Hacker News new | past | comments | ask | show | jobs | submit login
How we built a serverless architecture with AWS (hypertrack.com)
114 points by kdeorah on July 11, 2019 | hide | past | favorite | 67 comments

Well, you folks now made your business super coupled with AWS. I just have 1 word: Oracle

It's pretty obvious that someone at Amazon is watching and voting on this thread because this is absolutely true. This kind of thing is vendor lock-in to the nth degree.

Funny, right. I worked for at least 2 companies that at some point in time put a lot of money into Oracle. One of them is a leading gaming network, a lot of billions in revenue.

Teams struggled with migration off it. It was a multi year/multi millions project and there is no end to it. And newcomers were saying -> oh, that was a silly idea to use all this stuff (why didn't they used Dynamo :) ), hovewer, 15 years ago it was pretty ok + Oracle solution architects were all over the company.

I don't see how amazon's strategy is different. And I don't get how folks, who are saying Oracle lock was bad, but Amazon is ok, can justify such a thinking.

I will put my money on it, in 10 years those will be good examples of how not to do things. Like, for example, when AWS leadership changes. And internet will be: who would've seen it coming.

Same reason that people think that Chrome lock-in is okay and IE lock-in was bad; the new product is shiny and has good features. At the moment.

Well, and you gotta justify that 1 million $ investment (R&D + Costs) into your AWS architecture somehow.

Lots of folks from Amazon participate in Hacker News, like Tim Bray, Colm MacCarthaigh, and Jeff Barr. Jeff Barr often comments in threads about announcements he's written. One of Tim's blog posts was recently on the front page [1]. See: timbray, colmmacc, jeffbarr

I doubt there's any kind of voting cabal, but if folks are participating then they're probably voting according to their inclinations. (I don't vote too much myself, either on comments or articles.)

Any time you invent a new technology with a unique interface, then software built using that technology is coupled to it to some extent.

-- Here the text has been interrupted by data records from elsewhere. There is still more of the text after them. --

//! Clock Module
//!
//! Millisecond time sources used to stamp and expire cache entries.

use std::fmt;
use std::sync::atomic::{AtomicU64, Ordering};
use std::sync::OnceLock;
use std::time::{Duration, Instant};

// == Clock Trait ==
/// A source of the current time in milliseconds.
///
/// The store only compares timestamps produced by the same clock, so the
/// epoch is irrelevant as long as it never moves backwards.
pub trait Clock: Send + Sync + fmt::Debug {
    /// Returns the current time in milliseconds.
    fn now_ms(&self) -> u64;
}

// == System Clock ==
/// Monotonic process time: milliseconds since the first reading.
///
/// Backed by [`Instant`], so wall-clock adjustments never shorten or
/// stretch a TTL.
#[derive(Debug, Default, Clone, Copy)]
pub struct SystemClock;

impl Clock for SystemClock {
    fn now_ms(&self) -> u64 {
        monotonic_ms()
    }
}

// == Manual Clock ==
/// A clock that only moves when told to.
///
/// Share it through an `Arc` between the store and the test driving it.
#[derive(Debug, Default)]
pub struct ManualClock {
    now: AtomicU64,
}

impl ManualClock {
    /// Creates a clock frozen at `start_ms`.
    pub fn new(start_ms: u64) -> Self {
        Self {
            now: AtomicU64::new(start_ms),
        }
    }

    /// Moves the clock forward by `by`, stopping at `u64::MAX`.
    pub fn advance(&self, by: Duration) {
        let by = duration_to_ms(by);
        let _ = self
            .now
            .fetch_update(Ordering::SeqCst, Ordering::SeqCst, |now| {
                Some(now.saturating_add(by))
            });
    }
}

impl Clock for ManualClock {
    fn now_ms(&self) -> u64 {
        self.now.load(Ordering::SeqCst)
    }
}

// == Utility Functions ==
/// Milliseconds elapsed since the process first asked for the time.
pub fn monotonic_ms() -> u64 {
    static START: OnceLock<Instant> = OnceLock::new();
    duration_to_ms(START.get_or_init(Instant::now).elapsed())
}

/// Converts a duration to whole milliseconds, saturating at `u64::MAX`.
pub(crate) fn duration_to_ms(duration: Duration) -> u64 {
    u64::try_from(duration.as_millis()).unwrap_or(u64::MAX)
}

/// Converts a duration to milliseconds rounding any fraction up, saturating
/// at `u64::MAX`. A TTL is never shortened by the conversion.
pub(crate) fn duration_to_ms_ceil(duration: Duration) -> u64 {
    u64::try_from(duration.as_nanos().div_ceil(1_000_000)).unwrap_or(u64::MAX)
}
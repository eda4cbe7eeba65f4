//! Cold Storage Handle
//!
//! Thread-safe, cloneable front for a [`CacheStore`].

use std::num::NonZeroUsize;
use std::sync::Arc;
use std::time::Duration;

use parking_lot::Mutex;

use crate::cache::{CacheEntry, CacheStats, CacheStore, Clock};
use crate::config::Config;

// == Cold Storage ==
/// Shared handle to one cache store.
///
/// Clones point at the same entries. Every call holds a store-wide lock
/// for its own duration only, so no caller ever sees a partially written
/// entry. Stored values are cloned on read.
#[derive(Debug)]
pub struct ColdStorage<V> {
    inner: Arc<Mutex<CacheStore<V>>>,
}

impl<V> Clone for ColdStorage<V> {
    fn clone(&self) -> Self {
        Self {
            inner: Arc::clone(&self.inner),
        }
    }
}

impl<V> ColdStorage<V> {
    /// Wraps an existing store.
    pub fn new(store: CacheStore<V>) -> Self {
        Self {
            inner: Arc::new(Mutex::new(store)),
        }
    }

    /// Creates a storage with no capacity bound.
    pub fn unbounded() -> Self {
        Self::new(CacheStore::unbounded())
    }

    /// Creates a storage holding at most `max_entries` entries.
    pub fn bounded(max_entries: NonZeroUsize) -> Self {
        Self::new(CacheStore::bounded(max_entries))
    }

    /// Creates a storage reading time from `clock`.
    pub fn with_clock(max_entries: Option<NonZeroUsize>, clock: Arc<dyn Clock>) -> Self {
        Self::new(CacheStore::with_clock(max_entries, clock))
    }

    /// Creates a storage sized by the configuration.
    pub fn from_config(config: &Config) -> Self {
        Self::new(CacheStore::new(config.max_entries))
    }

    pub fn put(&self, key: impl Into<String>, value: V, ttl: Option<Duration>) {
        self.inner.lock().put(key, value, ttl);
    }

    pub fn remove(&self, key: &str) -> bool {
        self.inner.lock().remove(key)
    }

    pub fn clear(&self) {
        self.inner.lock().clear();
    }

    /// Reclaims expired entries, returning how many were removed.
    pub fn purge_expired(&self) -> usize {
        self.inner.lock().purge_expired()
    }

    pub fn contains_key(&self, key: &str) -> bool {
        self.inner.lock().contains_key(key)
    }

    pub fn stats(&self) -> CacheStats {
        self.inner.lock().stats()
    }

    pub fn capacity(&self) -> Option<NonZeroUsize> {
        self.inner.lock().capacity()
    }

    pub fn len(&self) -> usize {
        self.inner.lock().len()
    }

    pub fn is_empty(&self) -> bool {
        self.inner.lock().is_empty()
    }
}

impl<V: Clone> ColdStorage<V> {
    /// Returns the live value for `key`, purging it if it has expired.
    pub fn get(&self, key: &str) -> Option<V> {
        self.inner.lock().get(key)
    }

    pub fn peek_entry(&self, key: &str) -> Option<CacheEntry<V>> {
        self.inner.lock().peek_entry(key)
    }
}

impl<V> Default for ColdStorage<V> {
    fn default() -> Self {
        Self::unbounded()
    }
}
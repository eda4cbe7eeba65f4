//! Cache Store Module
//!
//! Single-threaded cache engine combining HashMap storage with LRU tracking
//! and TTL expiration. [`ColdStorage`](crate::cache::ColdStorage) wraps it
//! for shared use.

use std::collections::HashMap;
use std::num::NonZeroUsize;
use std::sync::Arc;
use std::time::Duration;

use tracing::debug;

use crate::cache::{CacheEntry, CacheStats, Clock, LruTracker, SystemClock};

// == Cache Store ==
/// Keyed value storage with optional per-entry expiry and an optional
/// capacity bound enforced by least-recently-used eviction.
///
/// Both `get` hits and `put` refresh a key's recency. When a `put` leaves
/// the store above its bound, every expired entry is purged first and only
/// then are live entries evicted, oldest use first.
#[derive(Debug)]
pub struct CacheStore<V> {
    /// Key-value storage
    entries: HashMap<String, CacheEntry<V>>,
    /// LRU access tracker, holds exactly the keys of `entries`
    lru: LruTracker,
    /// Performance statistics
    stats: CacheStats,
    /// Maximum number of entries allowed, None = unbounded
    max_entries: Option<NonZeroUsize>,
    /// Time source for stamping and expiring entries
    clock: Arc<dyn Clock>,
}

impl<V> CacheStore<V> {
    // == Constructors ==
    /// Creates a store with an optional capacity bound and the system clock.
    pub fn new(max_entries: Option<NonZeroUsize>) -> Self {
        Self::with_clock(max_entries, Arc::new(SystemClock))
    }

    /// Creates a store with no capacity bound.
    pub fn unbounded() -> Self {
        Self::new(None)
    }

    /// Creates a store holding at most `max_entries` entries.
    pub fn bounded(max_entries: NonZeroUsize) -> Self {
        Self::new(Some(max_entries))
    }

    /// Creates a store reading time from `clock`.
    pub fn with_clock(max_entries: Option<NonZeroUsize>, clock: Arc<dyn Clock>) -> Self {
        Self {
            entries: HashMap::new(),
            lru: LruTracker::new(),
            stats: CacheStats::new(),
            max_entries,
            clock,
        }
    }

    // == Put ==
    /// Stores `value` under `key`, replacing any previous entry.
    ///
    /// With a `ttl` the entry expires `ttl` after now; without one it only
    /// leaves the store through `remove`, `clear` or capacity eviction.
    pub fn put(&mut self, key: impl Into<String>, value: V, ttl: Option<Duration>) {
        let key = key.into();
        let now = self.clock.now_ms();

        self.lru.touch(&key);
        self.entries.insert(key, CacheEntry::new(value, now, ttl));
        self.stats.record_insert();

        self.enforce_capacity(now);
        self.stats.set_total_entries(self.entries.len());
    }

    // == Remove ==
    /// Deletes the entry for `key`. Returns whether one was present.
    pub fn remove(&mut self, key: &str) -> bool {
        if self.entries.remove(key).is_none() {
            return false;
        }

        self.lru.remove(key);
        self.stats.record_removals(1);
        self.stats.set_total_entries(self.entries.len());
        true
    }

    // == Clear ==
    /// Removes every entry.
    pub fn clear(&mut self) {
        let count = self.entries.len();
        self.entries.clear();
        self.lru.clear();

        self.stats.record_removals(count);
        self.stats.set_total_entries(0);
        debug!(count, "Cleared cold storage");
    }

    // == Purge Expired ==
    /// Removes all expired entries from the cache.
    ///
    /// Returns the number of entries removed.
    pub fn purge_expired(&mut self) -> usize {
        let removed = self.purge_expired_at(self.clock.now_ms());
        self.stats.set_total_entries(self.entries.len());
        removed
    }

    /// Returns true if `key` holds a live entry. Does not touch recency.
    pub fn contains_key(&self, key: &str) -> bool {
        let now = self.clock.now_ms();
        self.entries
            .get(key)
            .is_some_and(|entry| !entry.is_expired_at(now))
    }

    /// Returns a copy of the entry for `key`, expired or not, without
    /// touching recency or statistics.
    pub fn peek_entry(&self, key: &str) -> Option<CacheEntry<V>>
    where
        V: Clone,
    {
        self.entries.get(key).cloned()
    }

    /// Returns current cache statistics.
    pub fn stats(&self) -> CacheStats {
        let mut stats = self.stats.clone();
        stats.set_total_entries(self.entries.len());
        stats
    }

    /// The configured capacity bound.
    pub fn capacity(&self) -> Option<NonZeroUsize> {
        self.max_entries
    }

    /// Number of stored entries, including expired ones not yet reclaimed.
    pub fn len(&self) -> usize {
        self.entries.len()
    }

    pub fn is_empty(&self) -> bool {
        self.entries.is_empty()
    }

    // == Internal Helpers ==
    fn purge_expired_at(&mut self, now: u64) -> usize {
        let expired_keys: Vec<String> = self
            .entries
            .iter()
            .filter(|(_, entry)| entry.is_expired_at(now))
            .map(|(key, _)| key.clone())
            .collect();

        for key in &expired_keys {
            self.entries.remove(key);
            self.lru.remove(key);
        }

        let count = expired_keys.len();
        self.stats.record_expirations(count);
        if count > 0 {
            debug!(count, "Purged expired entries");
        }
        count
    }

    fn enforce_capacity(&mut self, now: u64) {
        let Some(max_entries) = self.max_entries else {
            return;
        };
        if self.entries.len() <= max_entries.get() {
            return;
        }

        self.purge_expired_at(now);

        while self.entries.len() > max_entries.get() {
            let Some(oldest) = self.lru.evict_oldest() else {
                break;
            };
            self.entries.remove(&oldest);
            self.stats.record_eviction();
            debug!(key = %oldest, "Evicted least recently used entry");
        }
    }
}

impl<V: Clone> CacheStore<V> {
    // == Get ==
    /// Returns a copy of the live value stored under `key`.
    ///
    /// An expired entry is removed on the spot and reported as absent.
    pub fn get(&mut self, key: &str) -> Option<V> {
        let now = self.clock.now_ms();

        let expired = match self.entries.get(key) {
            None => {
                self.stats.record_miss();
                return None;
            }
            Some(entry) => entry.is_expired_at(now),
        };

        if expired {
            self.entries.remove(key);
            self.lru.remove(key);
            self.stats.record_expirations(1);
            self.stats.record_miss();
            self.stats.set_total_entries(self.entries.len());
            debug!(key, "Dropped expired entry on read");
            return None;
        }

        self.stats.record_hit();
        self.lru.touch(key);

        let entry = self.entries.get(key)?;
        debug!(
            key,
            age_ms = entry.age_ms(now),
            ttl_remaining_ms = ?entry.ttl_remaining_ms(now),
            "Read live entry"
        );
        Some(entry.value.clone())
    }
}

impl<V> Default for CacheStore<V> {
    fn default() -> Self {
        Self::unbounded()
    }
}
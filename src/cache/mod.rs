//! Cache Module
//!
//! Provides in-memory caching with TTL expiration and LRU eviction.

mod clock;
mod cold_storage;
mod entry;
mod lru;
mod stats;
mod store;


// Re-export public types
pub use clock::{monotonic_ms, Clock, ManualClock, SystemClock};
pub use cold_storage::ColdStorage;
pub use entry::CacheEntry;
pub use lru::LruTracker;
pub use stats::CacheStats;
pub use store::CacheStore;
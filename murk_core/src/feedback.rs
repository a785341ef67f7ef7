use std::collections::HashSet;

/// Decides whether an execution exhibited behavior worth keeping.
///
/// The behavior fingerprint is opaque: feedback only compares fingerprints for
/// equality and never interprets them. An empty fingerprint means the target
/// had no signal to offer and is never interesting.
pub trait Feedback: Send + Sync {
    fn name(&self) -> &'static str;

    /// Returns `true` if `fingerprint` has not been seen in this run.
    fn is_interesting(&self, fingerprint: &str) -> bool;

    /// Marks `fingerprint` as seen. Returns `true` only on first sight.
    fn observe(&mut self, fingerprint: &str) -> bool;

    /// Number of distinct fingerprints observed so far.
    fn observed(&self) -> usize;
}

/// Keeps the set of behavior fingerprints seen during the run.
#[derive(Default, Debug)]
pub struct BehaviorFeedback {
    known_fingerprints: HashSet<String>,
}

impl BehaviorFeedback {
    pub fn new() -> Self {
        Self {
            known_fingerprints: HashSet::new(),
        }
    }
}

impl Feedback for BehaviorFeedback {
    fn name(&self) -> &'static str {
        "BehaviorFeedback"
    }

    fn is_interesting(&self, fingerprint: &str) -> bool {
        !fingerprint.is_empty() && !self.known_fingerprints.contains(fingerprint)
    }

    fn observe(&mut self, fingerprint: &str) -> bool {
        if fingerprint.is_empty() {
            return false;
        }
        self.known_fingerprints.insert(fingerprint.to_string())
    }

    fn observed(&self) -> usize {
        self.known_fingerprints.len()
    }
}
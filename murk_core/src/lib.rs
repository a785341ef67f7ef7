pub mod config;
pub mod corpus;
pub mod engine;
pub mod executor;
pub mod feedback;
pub mod fingerprint;
pub mod input;
pub mod monitor;
pub mod mutator;
pub mod scheduler;
pub mod stats;
pub mod store;

pub use config::MurkConfig;
pub use corpus::{Corpus, CorpusError, EntryOrigin, InMemoryCorpus};
pub use engine::{FuzzSession, Fuzzer, FuzzerOptions, StopHandle};
pub use executor::{
    CommandExecutor, CommandExecutorConfig, ExecutionOutcome, Executor, InProcessExecutor,
    InputDelivery, TargetError,
};
pub use feedback::{BehaviorFeedback, Feedback};
pub use fingerprint::{Fingerprinter, LengthBucketFingerprinter, Response, ResponseFingerprinter};
pub use input::Input;
pub use monitor::{
    Classifier, CrashCategory, CrashMonitor, CrashReport, CrashStore, CrashStoreError,
    Observation,
};
pub use mutator::{
    AnyMutator, ByteMutator, DictionaryMutator, MutationStrategy, Mutator, SeededMutator,
};
pub use scheduler::{RandomScheduler, Scheduler, SchedulerError};
pub use stats::{RunStats, RunSummary, StopReason};
pub use store::CoverageStore;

It's actually fairly rare for software components to be so completely interchangeable that you can swap out implementations without changing the software that uses it.

[1] https://news.ycombinator.com/item?id=20210850

At the most basic level, it wouldn't be a tough migration to any other FAAS. Yes it would be work, but I can't think of any other infra migrations that would be less effort.

But also you don't need to think of lambda code as code that can _only_ necessarily run on AWS Lambda.

We organize related lambdas (that would traditionally constitute an 'application') as a gradle multiproject, one module per lambda, with a common module for shared code, like DAOs. The CI creates and uploads an individual jar per Lambda, but updates them all every release.

We then have an extra module that pulls all of those together onto a web API and can be run as container independently any FAAS. At that point the fact your deploying to Lambda is basically irrelevant to your code-base, it looks and feels like any other 'application' and is probably even a little more organized.

Usage of AWS services is a conscious decision, absolutely. However, the product architecture that uses these AWS services is subject to careful review for design and functional components integrity. Any of these components must be replaceable as issues/bottlenecks are identified. For example, if AppSync is proven to have issues as the company scales further, AppSync can be replaced with self-hosted GraphQL clusters. Additionally, other components in the architecture can be similarly replaced.

Another way to phrase the question : How reproducible are architectures on AWS ?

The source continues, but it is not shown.